Wien. (sf) Pro Werktag werden 110 Unternehmen in Österreich neu gegründet. Im Vorjahr machten sich 37.120 Personen selbständig. Das dritte Mal in Folge ist im Vorjahr die Zahl der Gründungen in Österreich geringfügig gestiegen. Darin enthalten sind 8630 Personenbetreuer, die überwiegend in der Pflege tätig sind und ihren Wohnsitz oft in Osteuropa haben. Ohne Personenbetreuer wurden 277 Unternehmen mehr als im Jahr zuvor gegründet.
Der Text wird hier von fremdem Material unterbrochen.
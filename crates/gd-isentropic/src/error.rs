//! Flow relation errors.

use gd_gas::GasError;
use thiserror::Error;

/// Result type for flow relation operations.
pub type FlowResult<T> = Result<T, FlowError>;

/// Errors that can occur while evaluating flow relations.
///
/// Every failure is local and immediate: a call either returns a value or
/// reports exactly one of these. Nothing is retried or suppressed.
#[derive(Error, Debug, Clone, PartialEq)]
pub enum FlowError {
    /// Physically invalid argument (negative absolute temperature or
    /// pressure, Mach number below zero, non-finite input).
    #[error("Invalid input: {what}")]
    InvalidInput { what: &'static str },

    /// A two-of-three solver received fewer than two defining quantities.
    #[error("{relation} needs exactly two of its three quantities; fewer were supplied")]
    InsufficientInput { relation: &'static str },

    /// A two-of-three solver received all three defining quantities.
    #[error("{relation} needs exactly two of its three quantities; all three were supplied")]
    AmbiguousInput { relation: &'static str },

    /// Root finder failed to converge or bracket.
    #[error("Convergence failed for {what}")]
    ConvergenceFailed { what: &'static str },

    /// Gas lookup failure.
    #[error(transparent)]
    Gas(#[from] GasError),
}

#[cfg(test)]
mod tests {
    use super::*;

    #[test]
    fn arity_errors_name_the_relation() {
        let err = FlowError::InsufficientInput {
            relation: "stagnation_pressure",
        };
        assert!(err.to_string().contains("stagnation_pressure"));
        assert!(err.to_string().contains("fewer"));

        let err = FlowError::AmbiguousInput {
            relation: "stagnation_temperature",
        };
        assert!(err.to_string().contains("all three"));
    }

    #[test]
    fn gas_error_converts() {
        let gas_err = GasError::UnknownGas {
            name: "unobtainium".into(),
        };
        let err: FlowError = gas_err.into();
        assert!(matches!(err, FlowError::Gas(_)));
    }
}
Die Relation zwischen Neugründungen und "Sterbefällen" von Unternehmen liege nach wie vor bei fünf zu eins, so Wirtschaftskammer-Präsident Christoph Leitl. Nach drei Jahren bestehen demnach noch acht von zehn Unternehmen, nach fünf Jahren existieren noch 68 Prozent.

Frauenanteil bei 43,5 Prozent


Die meisten Unternehmen wurden als gewerbliche Dienstleister gegründet, darunter fallen Sicherheitsfachkräfte, Personaldienstleister und Berufsdetektive. Danach folgen Unternehmensberatung und Informationstechnologie sowie Werbung und Marktkommunikation. Der Frauenanteil unter den Gründern stieg minimal von 43,3 auf 43,5 Prozent. Im Durchschnitt sind Gründer 37,4 Jahre alt. Drei von vier neuen Unternehmen sind nicht eingetragene Einzelunternehmen. Die GmbH als Rechtsform wählten 14,7 Prozent der Gründer, nach 11,3 Prozent 2012. Hier wirkt sich aus, dass für die GmbH seit der umstrittenen Reform 2013 nur 10.000 statt 35.000 Euro Mindeststammkapital notwendig sind.
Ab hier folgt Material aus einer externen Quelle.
//! Feed definitions: one per worker, with their wire shapes.

use serde::{Deserialize, Serialize};
use serde_json::{json, Value};

use crate::decode::decode_ordered_object;
use crate::error::FeedError;

/// The four worker-backed feeds.
#[derive(Debug, Clone, Copy, PartialEq, Eq)]
pub enum Feed {
    Stock,
    Summary,
    Crypto,
    Budget,
}

impl Feed {
    pub fn label(self) -> &'static str {
        match self {
            Feed::Stock => "stock",
            Feed::Summary => "summary",
            Feed::Crypto => "crypto",
            Feed::Budget => "budget",
        }
    }
}

/// One day of quote data for a single ticker. Field names are the worker
/// file contract.
#[derive(Debug, Clone, PartialEq, Serialize, Deserialize)]
#[serde(rename_all = "PascalCase")]
pub struct StockQuote {
    pub date: String,
    pub open: f64,
    pub high: f64,
    pub low: f64,
    pub close: f64,
    pub ticker: String,
}

/// One tracked index in the market summary.
#[derive(Debug, Clone, PartialEq, Serialize, Deserialize)]
#[serde(rename_all = "PascalCase")]
pub struct IndexEntry {
    pub date: String,
    pub open: f64,
    pub high: f64,
    pub low: f64,
    pub close: f64,
    pub volume: i64,
    pub name: String,
    pub ticker: String,
}

/// A decoded response, tagged by shape.
#[derive(Debug)]
pub enum FeedPayload {
    Stock(StockQuote),
    Summary(Vec<IndexEntry>),
    /// Source-ordered (coin, price) pairs.
    Crypto(Vec<(String, Value)>),
    /// Source-ordered (category, amount) pairs from the budget worker.
    Budget(Vec<(String, Value)>),
}

/// What a watcher thread hands back to the foreground loop.
#[derive(Debug)]
pub struct FeedEvent {
    pub feed: Feed,
    pub generation: u64,
    pub result: Result<FeedPayload, FeedError>,
}

pub fn ticker_request(ticker: &str) -> Value {
    json!({ "ticker": ticker })
}

pub fn coin_request(coin: &str) -> Value {
    json!({ "coin": coin })
}

pub fn summary_request() -> Value {
    json!({ "summary": 1 })
}

pub fn decode_stock(bytes: &[u8]) -> Result<FeedPayload, FeedError> {
    serde_json::from_slice::<StockQuote>(bytes)
        .map(FeedPayload::Stock)
        .map_err(|err| FeedError::Decode(err.to_string()))
}

pub fn decode_summary(bytes: &[u8]) -> Result<FeedPayload, FeedError> {
    serde_json::from_slice::<Vec<IndexEntry>>(bytes)
        .map(FeedPayload::Summary)
        .map_err(|err| FeedError::Decode(err.to_string()))
}

pub fn decode_crypto(bytes: &[u8]) -> Result<FeedPayload, FeedError> {
    decode_ordered_object(bytes).map(FeedPayload::Crypto)
}

pub fn decode_budget(bytes: &[u8]) -> Result<FeedPayload, FeedError> {
    decode_ordered_object(bytes).map(FeedPayload::Budget)
}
Für mehr Gründungen brauche es mehr Betreuungsangebote für Unter-Dreijährige und Nachmittagsbetreuung an den Schulen, so Leitl. Die Junge Wirtschaft fordert unter anderem die Abschaffung der Lohnnebenkosten für den ersten Mitarbeiter sowie die Halbierung der Lohnnebenkosten des zweiten Mitarbeiters jeweils im ersten Jahr der Anstellung.